Items listed in a dataset:
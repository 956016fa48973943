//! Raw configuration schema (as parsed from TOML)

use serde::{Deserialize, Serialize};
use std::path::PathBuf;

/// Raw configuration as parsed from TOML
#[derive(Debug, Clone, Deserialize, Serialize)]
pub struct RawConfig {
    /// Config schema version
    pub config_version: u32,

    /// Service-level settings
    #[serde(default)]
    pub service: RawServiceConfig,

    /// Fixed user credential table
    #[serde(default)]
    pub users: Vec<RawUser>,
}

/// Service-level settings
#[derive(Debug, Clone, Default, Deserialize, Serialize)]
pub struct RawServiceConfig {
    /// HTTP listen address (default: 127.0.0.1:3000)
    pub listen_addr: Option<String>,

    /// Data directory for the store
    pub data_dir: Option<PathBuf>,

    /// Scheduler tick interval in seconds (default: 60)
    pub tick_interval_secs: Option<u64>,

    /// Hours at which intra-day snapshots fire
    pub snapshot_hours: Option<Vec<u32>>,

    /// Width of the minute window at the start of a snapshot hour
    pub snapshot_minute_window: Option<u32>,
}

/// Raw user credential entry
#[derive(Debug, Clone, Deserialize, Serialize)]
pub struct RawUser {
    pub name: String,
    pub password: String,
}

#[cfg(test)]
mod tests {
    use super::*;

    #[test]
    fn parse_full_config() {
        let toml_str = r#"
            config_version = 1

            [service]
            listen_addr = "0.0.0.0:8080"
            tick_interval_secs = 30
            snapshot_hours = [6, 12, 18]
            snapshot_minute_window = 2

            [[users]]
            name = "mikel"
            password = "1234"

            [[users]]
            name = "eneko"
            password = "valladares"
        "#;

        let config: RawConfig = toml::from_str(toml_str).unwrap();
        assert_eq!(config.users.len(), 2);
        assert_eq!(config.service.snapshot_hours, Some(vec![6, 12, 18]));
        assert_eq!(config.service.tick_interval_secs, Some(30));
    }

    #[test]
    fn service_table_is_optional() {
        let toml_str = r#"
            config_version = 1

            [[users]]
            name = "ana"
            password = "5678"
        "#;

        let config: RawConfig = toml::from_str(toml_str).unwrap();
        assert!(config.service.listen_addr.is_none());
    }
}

...

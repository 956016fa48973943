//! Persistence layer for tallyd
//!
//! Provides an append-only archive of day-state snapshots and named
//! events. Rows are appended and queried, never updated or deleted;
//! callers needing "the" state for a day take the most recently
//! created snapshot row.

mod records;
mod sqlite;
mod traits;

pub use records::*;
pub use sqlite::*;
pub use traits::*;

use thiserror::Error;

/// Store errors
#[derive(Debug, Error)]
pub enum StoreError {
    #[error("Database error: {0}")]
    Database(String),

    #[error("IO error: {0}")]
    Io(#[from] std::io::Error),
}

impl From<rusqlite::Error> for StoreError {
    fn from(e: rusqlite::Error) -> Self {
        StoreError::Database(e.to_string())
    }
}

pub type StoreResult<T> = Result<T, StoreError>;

--

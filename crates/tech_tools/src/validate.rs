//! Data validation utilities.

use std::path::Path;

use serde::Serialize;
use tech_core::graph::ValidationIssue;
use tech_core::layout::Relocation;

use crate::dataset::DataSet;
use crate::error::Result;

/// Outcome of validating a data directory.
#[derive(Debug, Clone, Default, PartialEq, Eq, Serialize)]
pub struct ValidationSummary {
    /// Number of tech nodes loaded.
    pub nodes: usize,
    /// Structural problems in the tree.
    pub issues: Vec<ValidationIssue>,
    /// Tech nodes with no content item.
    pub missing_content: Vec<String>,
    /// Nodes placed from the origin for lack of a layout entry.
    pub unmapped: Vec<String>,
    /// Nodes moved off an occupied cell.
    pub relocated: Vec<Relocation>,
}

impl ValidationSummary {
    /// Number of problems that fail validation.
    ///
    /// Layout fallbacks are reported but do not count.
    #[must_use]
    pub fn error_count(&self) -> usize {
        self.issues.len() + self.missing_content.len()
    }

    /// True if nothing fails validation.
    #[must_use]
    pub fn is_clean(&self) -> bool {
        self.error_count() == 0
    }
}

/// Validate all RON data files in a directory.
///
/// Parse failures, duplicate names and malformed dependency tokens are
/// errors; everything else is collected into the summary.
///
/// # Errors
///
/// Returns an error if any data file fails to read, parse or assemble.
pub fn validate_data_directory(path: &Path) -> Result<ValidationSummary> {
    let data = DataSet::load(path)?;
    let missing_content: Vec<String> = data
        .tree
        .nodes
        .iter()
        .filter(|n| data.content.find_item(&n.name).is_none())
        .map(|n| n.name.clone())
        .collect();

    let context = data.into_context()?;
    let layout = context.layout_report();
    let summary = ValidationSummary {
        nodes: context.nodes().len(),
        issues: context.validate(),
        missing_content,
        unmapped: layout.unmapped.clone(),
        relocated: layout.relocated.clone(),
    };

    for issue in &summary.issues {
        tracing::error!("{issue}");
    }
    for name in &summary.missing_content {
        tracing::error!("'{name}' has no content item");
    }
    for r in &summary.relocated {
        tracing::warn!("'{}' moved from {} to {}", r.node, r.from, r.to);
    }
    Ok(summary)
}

What is expected. Check the entries above for the word "unmapped" and copy every line where it turns up.

Answer for the task.
    pub unmapped: Vec<String>,
        unmapped: layout.unmapped.clone(),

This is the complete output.